Penggunaan alat drum di jalanan pada malam dini hari membuat rasa kegembiraan di bulan Ramadan penuh berkah dan tradisi ini sudah banyak digelar dibeberapa daerah termasuk di Kota Bengkulu Provinsi Bengkulu.

Karena mengajak makan sahur merpakan perbuatan yang sangat mulya dan dapat menjadi amal ibadah bagi anak muda yang peduli pada umat islam untuk mengajak berpuasa.

BACA JUGA:Kenakalan Remaja di BS Kian Ngeri, Jadi Bandit hingga Pembunuhan, Kapolres : Jangan Biarkan Anak Berkeliaran!

Tradisi bangun sahur dengan menabuh drum ini terbilang unik apa lagi dilakukan pada malam dini hari, kegiatan ini tak lain mengajak warga yang beriman untuk mengerjakan puasa.

Dikutip dari laman bitvonline.com, sekelompok remaja Masjid Narussalam bangunkan sahur dengan menggunakan irama drum band yang sangat meriah membuat malam bulan Ramadan jadi indah.
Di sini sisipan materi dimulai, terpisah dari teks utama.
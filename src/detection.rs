use nalgebra::{Point2, SVector};
use serde::{Deserialize, Serialize};

use crate::error::{MonitorError, Result};

/// A single person detection for one frame, box in (x1, y1, x2, y2) pixel format.
#[derive(Debug, Clone, PartialEq)]
pub struct Detection {
    pub tlbr: SVector<f32, 4>,
    pub confidence: f32,
}

impl Detection {
    pub fn new(tlbr: SVector<f32, 4>, confidence: f32) -> Self {
        Self { tlbr, confidence }
    }

    pub fn from_corners(x1: f32, y1: f32, x2: f32, y2: f32, confidence: f32) -> Self {
        Self::new(SVector::<f32, 4>::new(x1, y1, x2, y2), confidence)
    }

    pub fn tlbr(&self) -> &SVector<f32, 4> {
        &self.tlbr
    }

    pub fn confidence(&self) -> f32 {
        self.confidence
    }

    pub fn centroid(&self) -> Point2<f32> {
        centroid(&self.tlbr)
    }

    /// Area with inclusive pixel coordinates, so never below 1 for a valid box.
    pub fn area(&self) -> f32 {
        (self.tlbr[2] - self.tlbr[0] + 1.0) * (self.tlbr[3] - self.tlbr[1] + 1.0)
    }

    /// Reject boxes the suppressor cannot reason about.
    pub fn validate(&self) -> Result<()> {
        let b = &self.tlbr;
        if b.iter().any(|v| !v.is_finite()) {
            return Err(MonitorError::DetectionInput(format!(
                "non-finite coordinates [{}, {}, {}, {}]",
                b[0], b[1], b[2], b[3]
            )));
        }
        if b.iter().any(|&v| v < 0.0) {
            return Err(MonitorError::DetectionInput(format!(
                "negative coordinates [{}, {}, {}, {}]",
                b[0], b[1], b[2], b[3]
            )));
        }
        if b[2] < b[0] || b[3] < b[1] {
            return Err(MonitorError::DetectionInput(format!(
                "inverted box [{}, {}, {}, {}]",
                b[0], b[1], b[2], b[3]
            )));
        }
        Ok(())
    }
}

/// Midpoint of a (x1, y1, x2, y2) box.
pub fn centroid(tlbr: &SVector<f32, 4>) -> Point2<f32> {
    Point2::new((tlbr[0] + tlbr[2]) / 2.0, (tlbr[1] + tlbr[3]) / 2.0)
}

/// A detection as emitted by the upstream detector, before class and confidence filtering.
#[derive(Debug, Clone, Serialize, Deserialize)]
pub struct RawDetection {
    pub bbox: [f32; 4],
    pub confidence: f32,
    #[serde(default = "default_label")]
    pub label: String,
}

fn default_label() -> String {
    "person".to_string()
}

impl RawDetection {
    /// Keep only confident person boxes.
    pub fn into_person(self, confidence_threshold: f32) -> Option<Detection> {
        if self.label != "person" || self.confidence <= confidence_threshold {
            return None;
        }
        let [x1, y1, x2, y2] = self.bbox;
        Some(Detection::from_corners(x1, y1, x2, y2, self.confidence))
    }
}
use thiserror::Error;

/// Everything that can go wrong while monitoring a stream.
#[derive(Debug, Error)]
pub enum MonitorError {
    /// Configuration file or a required key is missing or invalid.
    #[error("configuration error: {0}")]
    Configuration(String),

    /// The video source cannot be opened or a frame cannot be read.
    #[error("source unavailable: {0}")]
    SourceUnavailable(String),

    /// A raw detection handed to the suppressor was malformed.
    #[error("invalid detection input: {0}")]
    DetectionInput(String),

    /// An alert side effect (snapshot, alert log) could not be written.
    #[error("failed to persist alert: {0}")]
    Persistence(String),
}

impl MonitorError {
    /// Fatal errors abort the frame loop; the rest only cost the current frame or alert.
    pub fn is_fatal(&self) -> bool {
        matches!(
            self,
            MonitorError::Configuration(_) | MonitorError::SourceUnavailable(_)
        )
    }
}

pub type Result<T> = std::result::Result<T, MonitorError>;

#[cfg(test)]
mod tests {
    use super::*;

    #[test]
    fn test_fatal_classification() {
        assert!(MonitorError::Configuration("missing".into()).is_fatal());
        assert!(MonitorError::SourceUnavailable("eof".into()).is_fatal());
        assert!(!MonitorError::DetectionInput("nan".into()).is_fatal());
        assert!(!MonitorError::Persistence("disk full".into()).is_fatal());
    }

    #[test]
    fn test_display_names_the_kind() {
        let err = MonitorError::Persistence("disk full".into());
        assert_eq!(err.to_string(), "failed to persist alert: disk full");
    }
}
Dengan mengajak makan sahur guna menjalankan ibadah puasa di bulan suci Ramadan penuh berkah serta ampunan dan bulan penuh rahmat untuk meningkatkan ketaqwaan. 

Setiap bulan Ramadan remaja masjid serta anak-anak muda menjalankan tradisi membangunkan sahur dengan menabuh drum di jalanan desa di Kecamatan Medan Selayang.

BACA JUGA:Tampil Cantik dan Kekinian, Intip Yuk Ide untuk Model Baju Lebaran 2025 Anak Remaja di Sini!

Pemuda berpartisipasi dalam tradisi memiliki ciri khas tersendiri dalam menabuh drum, baik dari segi ritme, kekompakan, maupun rute perjalanan saat berkeliling desa. 

Bahkan saling bergantian atau bahkan terkadang beradu kreativitas dalam menciptakan suara tabuhan yang sangat khas dan membangunkan warga dengan semangat kebersamaan.  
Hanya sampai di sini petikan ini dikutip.